Exercise.
Each line of the records that holds "reqwest" should be shown in full.

Data shown.
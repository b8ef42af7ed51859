//! Structured notifications. The engine decides *what* to tell a member;
//! the platform decides how it reads.

use biogate_types::{MemberId, ReviewId, Timestamp, VerificationCode};
use serde::{Deserialize, Serialize};

use crate::error::PlatformError;

/// Something the engine wants a member to know.
#[derive(Clone, Debug, PartialEq, Eq, Serialize, Deserialize)]
#[serde(tag = "notice", rename_all = "snake_case")]
pub enum Notice {
    /// A session was opened: put `code` in your bio before `expires_at`.
    SessionStarted {
        code: VerificationCode,
        expires_at: Timestamp,
    },
    /// Session start refused because of a punitive lockout.
    CooldownActive { remaining_secs: u64 },
    /// The session timed out before a valid submission arrived.
    SessionExpired,
    /// The case was handed to moderators.
    ReviewPending { review_id: ReviewId },
    /// Access granted, either automatically or by a moderator.
    Approved { by_moderator: bool },
    /// A moderator denied the case.
    Denied { review_id: ReviewId, reason: String },
}

/// A review case as shown to moderators.
#[derive(Clone, Debug, PartialEq, Eq, Serialize, Deserialize)]
pub struct ReviewPost {
    pub review_id: ReviewId,
    pub member: MemberId,
    pub member_name: String,
    pub external_username: String,
    pub profile_url: String,
    pub flag_reason: String,
    pub code: VerificationCode,
    pub code_found_in_bio: bool,
    pub platform_age_days: u64,
    pub external_age_days: u64,
    pub external_level: u32,
}

/// Outcome of a best-effort delivery. Callers may log a failure but must not
/// undo the state transition that preceded it.
#[derive(Clone, Debug, PartialEq, Eq)]
#[must_use]
pub enum NotifyResult {
    Delivered,
    Failed(PlatformError),
}

impl NotifyResult {
    pub fn is_delivered(&self) -> bool {
        matches!(self, Self::Delivered)
    }
}

impl From<Result<(), PlatformError>> for NotifyResult {
    fn from(r: Result<(), PlatformError>) -> Self {
        match r {
            Ok(()) => Self::Delivered,
            Err(e) => Self::Failed(e),
        }
    }
}

#[cfg(test)]
mod tests {
    use super::*;

    #[test]
    fn notify_result_from_result() {
        assert!(NotifyResult::from(Ok(())).is_delivered());
        let failed = NotifyResult::from(Err(PlatformError::Forbidden("dm".into())));
        assert!(!failed.is_delivered());
    }
}
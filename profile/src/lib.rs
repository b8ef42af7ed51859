//! The external-profile collaborator.
//!
//! A member proves account ownership by putting their verification code in
//! their public profile bio. This crate validates the submitted profile URL,
//! fetches the page, and extracts the profile data embedded in it.

pub mod bootstrap;
pub mod error;
pub mod http;
pub mod profile;
pub mod url;

pub use error::FetchError;
pub use http::{FetchConfig, HttpProfileFetcher};
pub use profile::ExternalProfile;
pub use url::ProfileUrl;

use async_trait::async_trait;

/// Anything that can turn a validated profile URL into profile data.
#[async_trait]
pub trait ProfileFetcher: Send + Sync {
    async fn fetch_profile(&self, url: &ProfileUrl) -> Result<ExternalProfile, FetchError>;
}
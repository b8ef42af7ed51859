//! HTTP profile fetcher with a hard per-request timeout and bounded retries.

use async_trait::async_trait;
use serde::{Deserialize, Serialize};
use std::time::Duration;

use crate::bootstrap::parse_profile_page;
use crate::error::FetchError;
use crate::profile::ExternalProfile;
use crate::url::ProfileUrl;
use crate::ProfileFetcher;

/// Connection timeout, separate from the whole-request timeout.
const CONNECT_TIMEOUT: Duration = Duration::from_secs(5);

/// Fetch tuning, loadable from the daemon's TOML config.
#[derive(Clone, Debug, PartialEq, Eq, Serialize, Deserialize)]
#[serde(default)]
pub struct FetchConfig {
    pub timeout_secs: u64,
    /// Extra attempts after the first one, on timeout or connection errors only.
    pub retries: u32,
    pub retry_delay_ms: u64,
    pub user_agent: String,
}

impl Default for FetchConfig {
    fn default() -> Self {
        Self {
            timeout_secs: 10,
            retries: 3,
            retry_delay_ms: 1000,
            user_agent: "Mozilla/5.0 (Windows NT 10.0; Win64; x64) AppleWebKit/537.36".to_string(),
        }
    }
}

/// Fetches profile pages over HTTPS and parses the embedded profile data.
pub struct HttpProfileFetcher {
    http_client: reqwest::Client,
    config: FetchConfig,
}

impl HttpProfileFetcher {
    /// Build the client. Fails rather than falling back to a client without
    /// the configured timeouts.
    pub fn new(config: FetchConfig) -> Result<Self, FetchError> {
        let http_client = reqwest::Client::builder()
            .timeout(Duration::from_secs(config.timeout_secs))
            .connect_timeout(CONNECT_TIMEOUT)
            .user_agent(config.user_agent.clone())
            .build()
            .map_err(|e| FetchError::Client(e.to_string()))?;
        Ok(Self {
            http_client,
            config,
        })
    }

    /// GET the page body, retrying transient failures.
    ///
    /// A non-200 status is not retried: the server answered, and asking again
    /// will not change a 404 into a profile.
    async fn fetch_page(&self, url: &str) -> Result<String, FetchError> {
        let mut attempt = 0u32;
        loop {
            attempt += 1;
            let result = self
                .http_client
                .get(url)
                .header(
                    reqwest::header::ACCEPT,
                    "text/html,application/xhtml+xml,application/xml;q=0.9,*/*;q=0.8",
                )
                .header(reqwest::header::ACCEPT_LANGUAGE, "en-US,en;q=0.5")
                .send()
                .await;

            let err = match result {
                Ok(response) => {
                    let status = response.status();
                    if status != reqwest::StatusCode::OK {
                        return Err(FetchError::Status(status.as_u16()));
                    }
                    return response
                        .text()
                        .await
                        .map_err(|e| FetchError::Network(format!("reading body: {e}")));
                }
                Err(e) => e,
            };

            let retryable = err.is_timeout() || err.is_connect() || err.is_request();
            if !retryable || attempt > self.config.retries {
                return Err(if err.is_timeout() {
                    FetchError::Timeout { attempts: attempt }
                } else {
                    FetchError::Network(err.to_string())
                });
            }

            tracing::warn!(
                url,
                attempt,
                max = self.config.retries,
                error = %err,
                "profile fetch failed, retrying"
            );
            tokio::time::sleep(Duration::from_millis(self.config.retry_delay_ms)).await;
        }
    }
}

#[async_trait]
impl ProfileFetcher for HttpProfileFetcher {
    async fn fetch_profile(&self, url: &ProfileUrl) -> Result<ExternalProfile, FetchError> {
        let html = self.fetch_page(url.as_str()).await?;
        let profile = parse_profile_page(&html)?;
        tracing::debug!(
            url = %url,
            username = %profile.username,
            external_id = profile.external_id,
            "fetched external profile"
        );
        Ok(profile)
    }
}
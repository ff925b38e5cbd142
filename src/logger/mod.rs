//! Logger module
//!
//! Logging for the upload server:
//! - Server lifecycle logging
//! - Access logging in Common Log Format
//! - Error and warning logging

mod format;

pub use format::AccessLogEntry;

use crate::config::Config;
use std::net::SocketAddr;

/// Write to info/access log
fn write_info(message: &str) {
    println!("{message}");
}

/// Write to error log
fn write_error(message: &str) {
    eprintln!("{message}");
}

pub fn log_starting() {
    write_info("Starting server...");
}

/// Log the startup banner. Secrets (account key, API key) are never logged.
pub fn log_server_start(addr: &SocketAddr, config: &Config) {
    write_info("======================================");
    write_info("Upload server started successfully");
    write_info(&format!("Listening on: http://{addr}"));
    write_info(&format!("Upload endpoint: http://{addr}/api/upload"));
    write_info(&format!(
        "Storage account: {}",
        config.storage_account_name
    ));
    write_info(&format!("Container: {}", config.container_name));
    write_info(&format!("Public base URL: {}", config.base_url));
    write_info("======================================\n");
}

/// Log formatted access log entry
pub fn log_access(entry: &AccessLogEntry) {
    write_info(&entry.format());
}

pub fn log_upload_received() {
    write_info("[UPLOAD] Received POST request");
}

pub fn log_connection_error(err: &impl std::fmt::Debug) {
    write_error(&format!("[ERROR] Failed to serve connection: {err:?}"));
}

pub fn log_error(message: &str) {
    write_error(&format!("[ERROR] {message}"));
}

pub fn log_warning(message: &str) {
    write_error(&format!("[WARN] {message}"));
}

pub fn log_shutdown() {
    write_info("======================================");
    write_info("Shutdown signal received, server stopping");
    write_info("======================================");
}
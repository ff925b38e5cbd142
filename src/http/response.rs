//! HTTP response building module
//!
//! Provides builders for the status responses this service emits, decoupled
//! from routing logic.

use http_body_util::Full;
use hyper::body::Bytes;
use hyper::Response;

use crate::logger;

/// Build 404 Not Found response
pub fn build_404_response() -> Response<Full<Bytes>> {
    Response::builder()
        .status(404)
        .header("Content-Type", "text/plain")
        .body(Full::new(Bytes::from("404 Not Found")))
        .unwrap_or_else(|e| {
            log_build_error("404", &e);
            Response::new(Full::new(Bytes::from("404 Not Found")))
        })
}

/// Build 405 Method Not Allowed response
pub fn build_405_response() -> Response<Full<Bytes>> {
    Response::builder()
        .status(405)
        .header("Content-Type", "text/plain")
        .header("Allow", "POST")
        .body(Full::new(Bytes::from("Method not allowed")))
        .unwrap_or_else(|e| {
            log_build_error("405", &e);
            Response::new(Full::new(Bytes::from("Method not allowed")))
        })
}

/// Build 200 OK response with a JSON body
pub fn build_json_response(body: String) -> Response<Full<Bytes>> {
    Response::builder()
        .status(200)
        .header("Content-Type", "application/json")
        .body(Full::new(Bytes::from(body)))
        .unwrap_or_else(|e| {
            log_build_error("JSON", &e);
            Response::new(Full::new(Bytes::new()))
        })
}

/// Build 500 Internal Server Error response
pub fn build_500_response() -> Response<Full<Bytes>> {
    Response::builder()
        .status(500)
        .header("Content-Type", "text/plain")
        .body(Full::new(Bytes::from("500 Internal Server Error")))
        .unwrap_or_else(|e| {
            log_build_error("500", &e);
            Response::new(Full::new(Bytes::from("500 Internal Server Error")))
        })
}

fn log_build_error(kind: &str, err: &hyper::http::Error) {
    logger::log_error(&format!("Failed to build {kind} response: {err}"));
}
//! Blob name generation
//!
//! Uploaded objects are named `{yyyymmdd}/{uuid}{ext}`: a date partition, a
//! random 128-bit identifier, and the original file's extension. Uniqueness
//! is probabilistic; no check is made against existing blobs.

use chrono::{Local, NaiveDate};
use uuid::Uuid;

/// Extract the extension from a file name, including the leading dot.
///
/// Returns the substring from the last `.` to the end of the name, or the
/// empty string when the name contains no dot.
pub fn file_extension(name: &str) -> &str {
    name.rfind('.').map_or("", |idx| &name[idx..])
}

/// Compose a blob name from an explicit date and identifier.
///
/// Pure building block behind [`blob_name`]; tests inject both
/// non-deterministic inputs through here.
pub fn blob_name_with(date: NaiveDate, id: Uuid, original_name: &str) -> String {
    format!(
        "{}/{}{}",
        date.format("%Y%m%d"),
        id,
        file_extension(original_name)
    )
}

/// Generate a blob name for `original_name` from the current local date and
/// a fresh random identifier.
pub fn blob_name(original_name: &str) -> String {
    blob_name_with(Local::now().date_naive(), Uuid::new_v4(), original_name)
}

/// Join base URL, container, and blob name into a public download URL.
pub fn public_url(base_url: &str, container: &str, blob_name: &str) -> String {
    format!(
        "{}/{container}/{blob_name}",
        base_url.trim_end_matches('/')
    )
}

#[cfg(test)]
mod tests {
    use super::*;

    #[test]
    fn test_file_extension() {
        assert_eq!(file_extension("photo.png"), ".png");
        assert_eq!(file_extension("archive.tar.gz"), ".gz");
        assert_eq!(file_extension("noext"), "");
        assert_eq!(file_extension(""), "");
        assert_eq!(file_extension("trailing."), ".");
        // A leading dot counts as the extension separator, like filepath.Ext
        assert_eq!(file_extension(".gitignore"), ".gitignore");
    }

    #[test]
    fn test_blob_name_with_is_deterministic() {
        let date = NaiveDate::from_ymd_opt(2024, 3, 7).expect("valid date");
        let id = Uuid::parse_str("67e55044-10b1-426f-9247-bb680e5fe0c8").expect("valid uuid");

        assert_eq!(
            blob_name_with(date, id, "photo.png"),
            "20240307/67e55044-10b1-426f-9247-bb680e5fe0c8.png"
        );
        assert_eq!(
            blob_name_with(date, id, "noext"),
            "20240307/67e55044-10b1-426f-9247-bb680e5fe0c8"
        );
    }

    #[test]
    fn test_blob_name_shape() {
        let name = blob_name("photo.png");

        let (date, rest) = name.split_once('/').expect("date partition");
        assert_eq!(date.len(), 8);
        assert!(date.chars().all(|c| c.is_ascii_digit()));

        let id = rest.strip_suffix(".png").expect("extension preserved");
        assert_eq!(id.len(), 36);
        assert!(Uuid::parse_str(id).is_ok());
    }

    #[test]
    fn test_blob_name_without_extension() {
        let name = blob_name("noext");
        let (_, rest) = name.split_once('/').expect("date partition");
        assert!(!rest.contains('.'));
        assert!(Uuid::parse_str(rest).is_ok());
    }

    #[test]
    fn test_blob_names_are_unique() {
        assert_ne!(blob_name("a.txt"), blob_name("a.txt"));
    }

    #[test]
    fn test_public_url() {
        assert_eq!(
            public_url("https://cdn.example.com", "$web", "20240307/abc.png"),
            "https://cdn.example.com/$web/20240307/abc.png"
        );
        // A trailing slash on the base must not double up
        assert_eq!(
            public_url("https://cdn.example.com/", "$web", "20240307/abc.png"),
            "https://cdn.example.com/$web/20240307/abc.png"
        );
    }
}
//! Upload handler module
//!
//! Placeholder for the blob upload pipeline: names the blob and answers with
//! the public URL it would be served from.

use crate::config::AppState;
use crate::http::response;
use crate::logger;
use crate::storage;
use http_body_util::Full;
use hyper::body::Bytes;
use hyper::Response;
use serde::Serialize;

/// Response envelope for the upload endpoint.
///
/// Exactly one of `url` and `error` is populated.
#[derive(Debug, Serialize)]
pub struct UploadResponse {
    #[serde(skip_serializing_if = "Option::is_none")]
    pub url: Option<String>,
    #[serde(skip_serializing_if = "Option::is_none")]
    pub error: Option<String>,
}

/// Handle a POST to the upload endpoint.
///
/// The original filename is taken from the `filename` query parameter when
/// present; without one the blob gets a key with no extension.
///
/// TODO: stream the request body to the storage account under the generated
/// blob name; until then the handler only reserves a name and reports the
/// URL the blob would get.
pub fn handle_upload(query: Option<&str>, state: &AppState) -> Response<Full<Bytes>> {
    let original_name = filename_param(query).unwrap_or_default();
    let blob = storage::blob_name(&original_name);
    let url = storage::public_url(
        &state.config.base_url,
        &state.config.container_name,
        &blob,
    );

    let payload = UploadResponse {
        url: Some(url),
        error: None,
    };
    match serde_json::to_string(&payload) {
        Ok(body) => response::build_json_response(body),
        Err(e) => {
            logger::log_error(&format!("Failed to serialize upload response: {e}"));
            response::build_500_response()
        }
    }
}

/// Extract the `filename` query parameter. Percent-decoding is not applied.
fn filename_param(query: Option<&str>) -> Option<String> {
    query?.split('&').find_map(|pair| {
        pair.split_once('=')
            .and_then(|(key, value)| (key == "filename").then(|| value.to_string()))
    })
}

#[cfg(test)]
mod tests {
    use super::*;

    #[test]
    fn test_filename_param() {
        assert_eq!(
            filename_param(Some("filename=photo.png")),
            Some("photo.png".to_string())
        );
        assert_eq!(
            filename_param(Some("a=1&filename=doc.pdf&b=2")),
            Some("doc.pdf".to_string())
        );
        assert_eq!(filename_param(Some("filename=")), Some(String::new()));
        assert_eq!(filename_param(Some("other=photo.png")), None);
        assert_eq!(filename_param(None), None);
    }

    #[test]
    fn test_upload_response_omits_unset_fields() {
        let payload = UploadResponse {
            url: Some("https://cdn.example.com/$web/x".to_string()),
            error: None,
        };
        let json = serde_json::to_string(&payload).expect("serialize");
        assert_eq!(json, r#"{"url":"https://cdn.example.com/$web/x"}"#);

        let payload = UploadResponse {
            url: None,
            error: Some("boom".to_string()),
        };
        let json = serde_json::to_string(&payload).expect("serialize");
        assert_eq!(json, r#"{"error":"boom"}"#);
    }
}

Task output.
    http_client: reqwest::Client,
        let http_client = reqwest::Client::builder()
                    reqwest::header::ACCEPT,
                .header(reqwest::header::ACCEPT_LANGUAGE, "en-US,en;q=0.5")
                    if status != reqwest::StatusCode::OK {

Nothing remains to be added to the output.